With so many transactions happening day to day, a bookkeeper or accountant must be highly organized. There is a natural cycle transactions go through from start to finish. A transaction comes into the book of original entry and eventually ends up on a financial statement at the end of the month. But there are a few other stops in between.
Purchases, sales, payments and collections-these are the day to day transactions of most businesses. Typically, at the end of the month, the debits and credits recorded are totalled by account category. The amounts are then recorded in the accounts of the general ledger. This process is known as posting.
One must be aware that transactions are not always recorded in the period they occur.
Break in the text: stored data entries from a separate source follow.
//! Telegram transport.
//!
//! Converts updates into [`Inbound`] work for the [`BotServer`] and executes
//! the returned [`Reply`] list against the Bot API, using long polling.

use anyhow::Result;
use log::{debug, error, info, warn};
use std::path::Path;
use std::sync::Arc;
use tokio::io::AsyncWriteExt;
use teloxide::{
    dispatching::{Dispatcher, UpdateFilterExt},
    dptree,
    error_handlers::LoggingErrorHandler,
    net::Download,
    prelude::*,
    types::{InlineKeyboardButton, InlineKeyboardMarkup, InputFile, MessageId, Update},
};

use crate::bot::reply::Keyboard;
use crate::bot::{BotServer, Inbound, Reply, Upload};
use crate::storage::ops::PartialFile;
use crate::storage::AreaKind;

/// Where the replies for one update go.
struct Target {
    chat: ChatId,
    /// Message carrying the pressed button, for edits.
    message: Option<MessageId>,
    callback_id: Option<String>,
    /// File to fetch when the dispatcher asks for a save.
    file: Option<String>,
}

/// Poll for updates until interrupted.
pub async fn run(server: Arc<BotServer>) -> Result<()> {
    let bot = Bot::new(server.config().bot.token.clone());

    match bot.get_me().await {
        Ok(me) => info!("Authenticated as @{}", me.username.as_deref().unwrap_or("unknown")),
        Err(e) => anyhow::bail!("Bot authentication failed: {}", e),
    }

    if let Some(notice) = server.startup_notice() {
        let owner = ChatId(server.authorized_user_id());
        if let Err(e) = bot.send_message(owner, notice).await {
            warn!("Failed to send startup notice: {}", e);
        }
    }

    let handler = dptree::entry()
        .branch(Update::filter_message().endpoint(message_handler))
        .branch(Update::filter_callback_query().endpoint(callback_handler));

    info!("Listening for updates");
    Dispatcher::builder(bot, handler)
        .dependencies(dptree::deps![server])
        .default_handler(|upd| async move {
            debug!("Unhandled update: {:?}", upd);
        })
        .error_handler(LoggingErrorHandler::with_custom_text("Error in update handler"))
        .enable_ctrlc_handler()
        .build()
        .dispatch()
        .await;

    info!("Dispatcher stopped");
    Ok(())
}

async fn message_handler(bot: Bot, msg: Message, server: Arc<BotServer>) -> ResponseResult<()> {
    let user_id = msg.from.as_ref().map(|u| u.id.0 as i64).unwrap_or(0);
    let mut target = Target { chat: msg.chat.id, message: None, callback_id: None, file: None };

    let inbound = if let Some(text) = msg.text() {
        Inbound::text(user_id, text)
    } else if let Some(photo) = msg.photo().and_then(|sizes| sizes.last()) {
        target.file = Some(photo.file.id.clone());
        Inbound::upload(user_id, Upload {
            kind: AreaKind::Photos,
            unique_id: photo.file.unique_id.clone(),
            file_name: None,
            caption: msg.caption().map(str::to_string),
            media_group_id: msg.media_group_id().map(|g| g.to_string()),
            size: Some(u64::from(photo.file.size)),
        })
    } else if let Some(doc) = msg.document() {
        target.file = Some(doc.file.id.clone());
        Inbound::upload(user_id, Upload {
            kind: AreaKind::Documents,
            unique_id: doc.file.unique_id.clone(),
            file_name: doc.file_name.clone(),
            caption: msg.caption().map(str::to_string),
            media_group_id: msg.media_group_id().map(|g| g.to_string()),
            size: Some(u64::from(doc.file.size)),
        })
    } else {
        debug!("Ignoring message {} without text or file", msg.id.0);
        return Ok(());
    };

    let replies = server.handle(inbound).await;
    deliver(&bot, &server, &target, replies).await
}

async fn callback_handler(bot: Bot, q: CallbackQuery, server: Arc<BotServer>) -> ResponseResult<()> {
    let (chat, message) = match q.message.as_ref() {
        Some(m) => (m.chat().id, Some(m.id())),
        None => (ChatId(q.from.id.0 as i64), None),
    };
    let target = Target { chat, message, callback_id: Some(q.id.clone()), file: None };
    let data = q.data.clone().unwrap_or_default();

    let replies = server.handle(Inbound::callback(q.from.id.0 as i64, data)).await;
    let answered = replies.iter().any(|r| matches!(r, Reply::Answer { .. }));
    deliver(&bot, &server, &target, replies).await?;

    // every button press must be acknowledged or the client keeps spinning
    if !answered {
        bot.answer_callback_query(q.id.clone()).await?;
    }
    Ok(())
}

fn markup(keyboard: Keyboard) -> InlineKeyboardMarkup {
    InlineKeyboardMarkup::new(keyboard.into_iter().map(|row| {
        row.into_iter()
            .map(|b| InlineKeyboardButton::callback(b.label, b.data))
            .collect::<Vec<_>>()
    }))
}

async fn deliver(bot: &Bot, server: &BotServer, target: &Target, replies: Vec<Reply>) -> ResponseResult<()> {
    let texts = server.texts();
    for reply in replies {
        match reply {
            Reply::Text { text, keyboard: Some(keyboard) } if !keyboard.is_empty() => {
                bot.send_message(target.chat, text).reply_markup(markup(keyboard)).await?;
            }
            Reply::Text { text, .. } => {
                bot.send_message(target.chat, text).await?;
            }
            Reply::Photo { path, caption } => {
                let mut request = bot.send_photo(target.chat, InputFile::file(&path));
                if let Some(caption) = caption.clone() {
                    request = request.caption(caption);
                }
                if let Err(e) = request.await {
                    warn!("Sending {} as photo failed: {}", path.display(), e);
                    bot.send_message(target.chat, texts.photo_fallback(&e.to_string())).await?;
                    send_document(bot, server, target.chat, &path, caption).await?;
                }
            }
            Reply::Document { path, caption } => {
                send_document(bot, server, target.chat, &path, caption).await?;
            }
            Reply::EditText(text) => match target.message {
                Some(id) => {
                    bot.edit_message_text(target.chat, id, text).await?;
                }
                None => {
                    bot.send_message(target.chat, text).await?;
                }
            },
            Reply::ClearKeyboard => {
                if let Some(id) = target.message {
                    bot.edit_message_reply_markup(target.chat, id).await?;
                }
            }
            Reply::Answer { text, alert } => {
                if let Some(id) = target.callback_id.clone() {
                    let mut request = bot.answer_callback_query(id);
                    if let Some(text) = text {
                        request = request.text(text).show_alert(alert);
                    }
                    request.await?;
                }
            }
            Reply::Save { dest, notice } => {
                let Some(file_id) = target.file.clone() else {
                    warn!("Save requested without an inbound file");
                    continue;
                };
                match download(bot, file_id, &dest).await {
                    Ok(()) => {
                        info!("Saved upload to {}", dest.display());
                        if let Some(notice) = notice {
                            bot.send_message(target.chat, notice).await?;
                        }
                    }
                    Err(e) => {
                        error!("Download to {} failed: {}", dest.display(), e);
                        bot.send_message(target.chat, texts.download_failed(&e.to_string())).await?;
                    }
                }
            }
        }
    }
    Ok(())
}

async fn send_document(
    bot: &Bot,
    server: &BotServer,
    chat: ChatId,
    path: &Path,
    caption: Option<String>,
) -> ResponseResult<()> {
    let mut request = bot.send_document(chat, InputFile::file(path));
    if let Some(caption) = caption {
        request = request.caption(caption);
    }
    if let Err(e) = request.await {
        warn!("Sending {} as document failed: {}", path.display(), e);
        bot.send_message(chat, server.texts().send_failed(&e.to_string())).await?;
    }
    Ok(())
}

/// Fetch a file into a scratch copy, then move it over `dest`.
async fn download(bot: &Bot, file_id: String, dest: &Path) -> Result<()> {
    let file = bot.get_file(file_id).await?;
    let partial = PartialFile::for_dest(dest);
    let mut dst = tokio::fs::File::create(partial.path()).await?;

    let fetched = match bot.download_file(&file.path, &mut dst).await {
        Ok(()) => dst.flush().await.map_err(anyhow::Error::from),
        Err(e) => Err(e.into()),
    };
    drop(dst);

    match fetched {
        Ok(()) => Ok(partial.commit()?),
        Err(e) => {
            partial.discard();
            Err(e)
        }
    }
}
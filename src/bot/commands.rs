use log::trace;

use crate::storage::AreaKind;

/// A slash command with its arguments already split.
#[derive(Debug, Clone, PartialEq, Eq)]
pub enum Command {
    Help,
    /// `/list` is an alias for the photos browser.
    List(AreaKind),
    /// `/show` picks the active browser, `/showp` and `/showd` name one.
    Show { area: Option<AreaKind>, query: String },
    /// Exact directory change in the photos browser (`/go`).
    Go { target: String },
    /// Partial directory jump (`/gop`, `/god`).
    Jump { area: AreaKind, query: String },
    Delete { area: AreaKind, pattern: String },
    Move { area: AreaKind, args: Vec<String> },
    Rename { area: AreaKind, query: String },
    Mkdir { area: AreaKind, path: String },
    Unknown(String),
}

/// Parses slash commands. Plain text is not a command and yields `None`.
pub struct CommandParser;

impl CommandParser {
    pub fn new() -> Self { Self }

    pub fn parse(&self, raw: &str) -> Option<Command> {
        let trimmed = raw.trim();
        if !trimmed.starts_with('/') {
            return None;
        }
        let head = trimmed.split_whitespace().next().unwrap_or(trimmed);
        // "/listp@my_bot" addresses this bot explicitly in group chats
        let name = head[1..].split('@').next().unwrap_or("").to_lowercase();
        let args = split_arguments(trimmed);
        let joined = args.join(" ").trim().to_string();
        trace!("Parsed command '{}' with {} argument(s)", name, args.len());

        let cmd = match name.as_str() {
            "start" | "help" => Command::Help,
            "list" | "listp" => Command::List(AreaKind::Photos),
            "listd" => Command::List(AreaKind::Documents),
            "show" => Command::Show { area: None, query: joined },
            "showp" => Command::Show { area: Some(AreaKind::Photos), query: joined },
            "showd" => Command::Show { area: Some(AreaKind::Documents), query: joined },
            "go" => Command::Go { target: joined },
            "gop" => Command::Jump { area: AreaKind::Photos, query: joined },
            "god" => Command::Jump { area: AreaKind::Documents, query: joined },
            "rmp" => Command::Delete { area: AreaKind::Photos, pattern: joined },
            "rmd" => Command::Delete { area: AreaKind::Documents, pattern: joined },
            "mvp" => Command::Move { area: AreaKind::Photos, args },
            "mvd" => Command::Move { area: AreaKind::Documents, args },
            "rnp" | "renamep" => Command::Rename { area: AreaKind::Photos, query: joined },
            "rnd" | "renamed" => Command::Rename { area: AreaKind::Documents, query: joined },
            "mkdirp" => Command::Mkdir { area: AreaKind::Photos, path: joined },
            "mkdird" => Command::Mkdir { area: AreaKind::Documents, path: joined },
            _ => Command::Unknown(head.to_string()),
        };
        Some(cmd)
    }
}

impl Default for CommandParser {
    fn default() -> Self { Self::new() }
}

/// Split a command line shell style, dropping the command itself.
///
/// Single and double quotes group words and a backslash escapes the next
/// character outside single quotes. Unbalanced quoting falls back to plain
/// whitespace splitting so a name like `it's.jpg` still works.
pub fn split_arguments(text: &str) -> Vec<String> {
    let mut parts = shell_split(text).unwrap_or_else(|| text.split_whitespace().map(str::to_string).collect());
    if parts.first().map(|p| p.starts_with('/')).unwrap_or(false) {
        parts.remove(0);
    }
    parts
}

fn shell_split(text: &str) -> Option<Vec<String>> {
    let mut parts = Vec::new();
    let mut current = String::new();
    let mut in_word = false;
    let mut chars = text.chars();

    while let Some(ch) = chars.next() {
        match ch {
            '\'' => {
                in_word = true;
                loop {
                    match chars.next()? {
                        '\'' => break,
                        c => current.push(c),
                    }
                }
            }
            '"' => {
                in_word = true;
                loop {
                    match chars.next()? {
                        '"' => break,
                        '\\' => current.push(chars.next()?),
                        c => current.push(c),
                    }
                }
            }
            '\\' => {
                in_word = true;
                current.push(chars.next()?);
            }
            c if c.is_whitespace() => {
                if in_word {
                    parts.push(std::mem::take(&mut current));
                    in_word = false;
                }
            }
            c => {
                in_word = true;
                current.push(c);
            }
        }
    }
    if in_word {
        parts.push(current);
    }
    Some(parts)
}
pub mod backoff;
pub mod cache_set;
pub mod coalescer;
pub mod config;
pub mod errors;
pub mod store;
pub mod view;
pub mod watch_cache;

pub use cache_set::WatchCacheSet;
pub use coalescer::Coalescer;
pub use config::CacheConfig;
pub use store::Store;
pub use view::{
    FlushTarget, ObjectView, OwnedTarget, OwnedTrigger, ResourceView, SummaryView, ViewTarget,
    empty_snapshot,
};
pub use watch_cache::{BrokenReason, CacheState, WatchCache, WatchKey, WatchStats};
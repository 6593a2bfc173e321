//! Wire format for browser clients.
//!
//! A stream is addressed with query parameters
//! (`profile`, `cluster`, optional `namespace`, `name`, `qualifier`) and each
//! flush travels as one server-sent event whose data line is the complete
//! JSON snapshot.

use super::broker::Frame;
use super::topic::StreamTopic;
use crate::error::{Error, Result};
use crate::k8s::registry::ConnectionKey;
use bytes::{BufMut, Bytes, BytesMut};

/// Target of a stream request
#[derive(Debug, Clone, PartialEq, Eq)]
pub struct StreamQuery {
    pub connection: ConnectionKey,
    pub namespace: Option<String>,
    pub name: Option<String>,
    pub qualifier: Option<String>,
}

impl StreamQuery {
    #[must_use]
    pub const fn new(connection: ConnectionKey) -> Self {
        Self {
            connection,
            namespace: None,
            name: None,
            qualifier: None,
        }
    }

    #[must_use]
    pub fn namespace(mut self, namespace: impl Into<String>) -> Self {
        self.namespace = Some(namespace.into());
        self
    }

    #[must_use]
    pub fn name(mut self, name: impl Into<String>) -> Self {
        self.name = Some(name.into());
        self
    }

    /// Parse a URL query string such as
    /// `profile=dev&cluster=kind&namespace=default&qualifier=events`.
    ///
    /// # Errors
    ///
    /// Returns `Error::InvalidQuery` if `profile` or `cluster` is missing or
    /// a parameter is unknown.
    pub fn parse(query: &str) -> Result<Self> {
        let mut profile = None;
        let mut cluster = None;
        let mut namespace = None;
        let mut name = None;
        let mut qualifier = None;

        for (key, value) in url::form_urlencoded::parse(query.trim_start_matches('?').as_bytes()) {
            let value = Some(value.into_owned()).filter(|v| !v.is_empty());
            match key.as_ref() {
                "profile" => profile = value,
                "cluster" => cluster = value,
                "namespace" => namespace = value,
                "name" => name = value,
                "qualifier" => qualifier = value,
                other => return Err(Error::InvalidQuery(format!("unknown parameter {other}"))),
            }
        }

        let profile = profile.ok_or_else(|| Error::InvalidQuery("missing profile".to_string()))?;
        let cluster = cluster.ok_or_else(|| Error::InvalidQuery("missing cluster".to_string()))?;
        Ok(Self {
            connection: ConnectionKey::new(profile, cluster),
            namespace,
            name,
            qualifier,
        })
    }

    /// Topic of this query for objects of `kind`
    #[must_use]
    pub fn topic(&self, kind: &str) -> StreamTopic {
        let topic = StreamTopic::new(self.connection.clone(), kind)
            .namespace(self.namespace.as_deref())
            .name(self.name.as_deref());
        match &self.qualifier {
            Some(qualifier) => topic.qualifier(qualifier.clone()),
            None => topic,
        }
    }
}

/// Encode one frame as a server-sent event.
///
/// Frames that follow dropped frames use the `resync` event name so clients
/// know intermediate states were skipped.
#[must_use]
pub fn encode_frame(frame: &Frame) -> Bytes {
    let event = if frame.stale { "resync" } else { "snapshot" };
    let payload: &[u8] = if frame.payload.is_empty() {
        crate::k8s::cache::view::EMPTY_SNAPSHOT
    } else {
        &frame.payload
    };

    let mut out = BytesMut::with_capacity(payload.len() + 32);
    out.put_slice(b"event: ");
    out.put_slice(event.as_bytes());
    out.put_slice(b"\ndata: ");
    out.put_slice(payload);
    out.put_slice(b"\n\n");
    out.freeze()
}
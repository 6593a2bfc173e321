/**
 * Application context
 *
 * Owns the connection registry, the stream broker and the cache
 * configuration shared by every resource controller. Controllers register
 * their watch-cache sets with the registry so invalidating a profile tears
 * down caches and streams together.
 */
use super::cache::CacheConfig;
use super::client::{ConnectionProfile, KubeConnector};
use super::registry::{ConnectionRegistry, Connector, InvalidationListener};
use super::stream::StreamBroker;
use kube::Client;
use std::sync::Arc;
use tracing::info;

pub struct StreamContext<C> {
    registry: ConnectionRegistry<C>,
    broker: Arc<StreamBroker>,
    config: Arc<CacheConfig>,
}

impl<C: Clone + Send + Sync + 'static> StreamContext<C> {
    #[must_use]
    pub fn new(connector: Arc<dyn Connector<Client = C>>, config: CacheConfig) -> Arc<Self> {
        let broker = Arc::new(StreamBroker::from_config(&config));
        let registry = ConnectionRegistry::new(connector);
        registry.add_listener(Arc::clone(&broker) as Arc<dyn InvalidationListener>);
        Arc::new(Self {
            registry,
            broker,
            config: Arc::new(config),
        })
    }

    #[must_use]
    pub const fn registry(&self) -> &ConnectionRegistry<C> {
        &self.registry
    }

    #[must_use]
    pub const fn broker(&self) -> &Arc<StreamBroker> {
        &self.broker
    }

    #[must_use]
    pub const fn config(&self) -> &Arc<CacheConfig> {
        &self.config
    }

    /// Tear down every client, cache and stream of `profile_id`. Returns the
    /// number of connections removed.
    pub async fn invalidate(&self, profile_id: &str) -> usize {
        self.registry.invalidate(profile_id).await
    }
}

impl StreamContext<Client> {
    /// Replace a profile's credentials. Everything built from the old
    /// credentials is torn down first.
    pub async fn reload_profile(&self, connector: &KubeConnector, profile: ConnectionProfile) -> usize {
        let removed = self.invalidate(&profile.id).await;
        info!("📇 Reloading profile {}", profile.id);
        connector.upsert(profile);
        removed
    }

    pub async fn remove_profile(&self, connector: &KubeConnector, profile_id: &str) -> usize {
        let removed = self.invalidate(profile_id).await;
        connector.remove(profile_id);
        removed
    }
}
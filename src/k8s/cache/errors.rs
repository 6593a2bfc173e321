/**
 * Helper functions for creating common cache error types
 */
use crate::error::Error;

/// Create the error returned to callers of an entry torn down by invalidation
#[must_use]
pub fn invalidated_error(target: &str) -> Error {
    Error::Invalidated(target.to_string())
}

/// Create a `SyncTimeout` for `resource` after waiting `waited`
#[must_use]
pub const fn sync_timeout_error(resource: String, waited: std::time::Duration) -> Error {
    Error::SyncTimeout { resource, waited }
}
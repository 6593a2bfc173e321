/**
 * Stream broker
 *
 * Topic-keyed many-readers broadcast, independent of any cache. Each topic is
 * a bounded broadcast ring: publishing never waits on a reader, and a reader
 * that falls behind loses its oldest frames (its next frame is marked stale)
 * without affecting anyone else. A reader that keeps overflowing is
 * disconnected. Topics losing their last subscriber are announced on a
 * released feed so whatever renders for them can let go.
 */
use super::topic::StreamTopic;
use crate::error::{Error, Result};
use crate::k8s::cache::config::{CacheConfig, RELEASE_QUEUE_CAPACITY};
use crate::k8s::registry::{ConnectionKey, InvalidationListener};
use async_trait::async_trait;
use bytes::Bytes;
use std::collections::{HashMap, HashSet};
use std::sync::{Arc, RwLock, RwLockReadGuard, RwLockWriteGuard, Weak};
use tokio::sync::broadcast;
use tokio::sync::broadcast::error::RecvError;
use tracing::{debug, info, warn};
use uuid::Uuid;

struct TopicChannel {
    tx: broadcast::Sender<Bytes>,
    subscribers: HashSet<Uuid>,
}

pub struct StreamBroker {
    topics: RwLock<HashMap<StreamTopic, TopicChannel>>,
    released: broadcast::Sender<StreamTopic>,
    buffer: usize,
    max_lag_events: u32,
}

impl StreamBroker {
    #[must_use]
    pub fn new(buffer: usize, max_lag_events: u32) -> Self {
        Self {
            topics: RwLock::new(HashMap::new()),
            released: broadcast::channel(RELEASE_QUEUE_CAPACITY).0,
            buffer: buffer.max(1),
            max_lag_events,
        }
    }

    #[must_use]
    pub fn from_config(config: &CacheConfig) -> Self {
        Self::new(config.subscriber_buffer, config.max_lag_events)
    }

    /// Feed of topics that just lost their last subscriber
    #[must_use]
    pub fn released(&self) -> broadcast::Receiver<StreamTopic> {
        self.released.subscribe()
    }

    fn read(&self) -> RwLockReadGuard<'_, HashMap<StreamTopic, TopicChannel>> {
        match self.topics.read() {
            Ok(guard) => guard,
            Err(poisoned) => poisoned.into_inner(),
        }
    }

    fn write(&self) -> RwLockWriteGuard<'_, HashMap<StreamTopic, TopicChannel>> {
        match self.topics.write() {
            Ok(guard) => guard,
            Err(poisoned) => poisoned.into_inner(),
        }
    }

    /// Register a new subscriber on `topic`. Returns immediately.
    pub fn subscribe(self: &Arc<Self>, topic: StreamTopic) -> Subscriber {
        let id = Uuid::new_v4();
        let rx = {
            let mut topics = self.write();
            let channel = topics.entry(topic.clone()).or_insert_with(|| TopicChannel {
                tx: broadcast::channel(self.buffer).0,
                subscribers: HashSet::new(),
            });
            channel.subscribers.insert(id);
            channel.tx.subscribe()
        };

        debug!("➕ Subscriber {} on {}", id, topic);
        Subscriber {
            id,
            topic,
            rx,
            primed: None,
            broker: Arc::downgrade(self),
            max_lag_events: self.max_lag_events,
            lag_events: 0,
            skipped: 0,
            stale: false,
            detached: false,
        }
    }

    /// Deliver `payload` to every current subscriber of `topic`.
    ///
    /// Never waits on a subscriber. Returns the number of subscribers reached.
    pub fn publish(&self, topic: &StreamTopic, payload: Bytes) -> usize {
        let topics = self.read();
        let Some(channel) = topics.get(topic) else {
            return 0;
        };
        let reached = channel.tx.send(payload).unwrap_or(0);
        debug!("📤 Published to {} ({} subscribers)", topic, reached);
        reached
    }

    /// Remove one subscriber. Idempotent. The topic disappears with its last
    /// subscriber; caches feeding it are unaffected.
    pub fn unsubscribe(&self, topic: &StreamTopic, id: Uuid) -> bool {
        let mut topics = self.write();
        let Some(channel) = topics.get_mut(topic) else {
            return false;
        };
        let removed = channel.subscribers.remove(&id);
        let emptied = channel.subscribers.is_empty();
        if emptied {
            topics.remove(topic);
        }
        drop(topics);

        if removed {
            debug!("➖ Subscriber {} left {}", id, topic);
        }
        if emptied {
            // nobody listening is fine
            let _ = self.released.send(topic.clone());
        }
        removed
    }

    #[must_use]
    pub fn has_subscribers(&self, topic: &StreamTopic) -> bool {
        self.subscriber_count(topic) > 0
    }

    #[must_use]
    pub fn subscriber_count(&self, topic: &StreamTopic) -> usize {
        self.read()
            .get(topic)
            .map_or(0, |channel| channel.subscribers.len())
    }

    #[must_use]
    pub fn topic_count(&self) -> usize {
        self.read().len()
    }

    /// Drop every topic of `key`. Their subscribers see end-of-stream once
    /// they have drained what was already delivered.
    pub fn close_connection(&self, key: &ConnectionKey) -> usize {
        let mut topics = self.write();
        let before = topics.len();
        topics.retain(|topic, _| !topic.belongs_to(key));
        let closed = before - topics.len();
        drop(topics);

        if closed > 0 {
            info!("🔌 Closed {} topics for {}", closed, key);
        }
        closed
    }
}

#[async_trait]
impl InvalidationListener for StreamBroker {
    async fn invalidate(&self, key: &ConnectionKey) {
        self.close_connection(key);
    }
}

/// One delivered snapshot
#[derive(Debug, Clone, PartialEq, Eq)]
pub struct Frame {
    pub payload: Bytes,
    /// Earlier frames were dropped because this subscriber fell behind
    pub stale: bool,
}

/// Live sink bound to one topic. Dropping it unsubscribes.
#[derive(Debug)]
pub struct Subscriber {
    id: Uuid,
    topic: StreamTopic,
    rx: broadcast::Receiver<Bytes>,
    primed: Option<Bytes>,
    broker: Weak<StreamBroker>,
    max_lag_events: u32,
    lag_events: u32,
    skipped: u64,
    stale: bool,
    detached: bool,
}

impl Subscriber {
    #[must_use]
    pub const fn id(&self) -> Uuid {
        self.id
    }

    #[must_use]
    pub const fn topic(&self) -> &StreamTopic {
        &self.topic
    }

    /// Frames dropped so far because this subscriber fell behind
    #[must_use]
    pub const fn skipped(&self) -> u64 {
        self.skipped
    }

    /// Queue `payload` to be delivered before anything published
    pub fn prime(&mut self, payload: Bytes) {
        self.primed = Some(payload);
    }

    /// Wait for the next frame. `Ok(None)` means the topic was closed.
    ///
    /// # Errors
    ///
    /// Returns `Error::SlowConsumer` once this subscriber has overflowed its
    /// buffer more than the configured number of times without catching up;
    /// it is unsubscribed at that point.
    pub async fn next_frame(&mut self) -> Result<Option<Frame>> {
        if self.detached {
            return Ok(None);
        }
        if let Some(payload) = self.primed.take() {
            return Ok(Some(Frame {
                payload,
                stale: false,
            }));
        }

        loop {
            match self.rx.recv().await {
                Ok(payload) => {
                    if self.rx.is_empty() {
                        self.lag_events = 0;
                    }
                    return Ok(Some(Frame {
                        payload,
                        stale: std::mem::take(&mut self.stale),
                    }));
                }
                Err(RecvError::Lagged(skipped)) => {
                    self.skipped += skipped;
                    self.lag_events += 1;
                    self.stale = true;
                    warn!(
                        "🐢 Subscriber {} on {} skipped {} frames ({} overflows)",
                        self.id, self.topic, skipped, self.lag_events
                    );
                    if self.lag_events > self.max_lag_events {
                        self.detach();
                        return Err(Error::SlowConsumer {
                            topic: self.topic.to_string(),
                            skipped: self.skipped,
                        });
                    }
                }
                Err(RecvError::Closed) => return Ok(None),
            }
        }
    }

    fn detach(&mut self) {
        if self.detached {
            return;
        }
        self.detached = true;
        if let Some(broker) = self.broker.upgrade() {
            broker.unsubscribe(&self.topic, self.id);
        }
    }
}

impl Drop for Subscriber {
    fn drop(&mut self) {
        self.detach();
    }
}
This is common with businesses which offer services occurring continuously over time but that are paid for at different intervals. To compensate for this, an adjusting entry must be made. Adjustments are also made for assets that depreciate, liabilities and interest on debt and taxes.
A complete bookkeeping cycle is most often one year. At that time, the recorded adjustments are recorded in the accounts by way of the general journal. Even though month end adjustments are made for the financial statements, they often are not recorded into the accounts themselves until the year end.
The bookkeeping cycle is finished by closing the books. The books are closed out at a zero balance. A general journal entry is made that returns all revenue and expense accounts to zero. Next, the net difference between the credit and debit amounts, the net income or loss, is transferred over as ownership equity. With the books at zero, the company is then ready to begin the next bookkeeping cycle.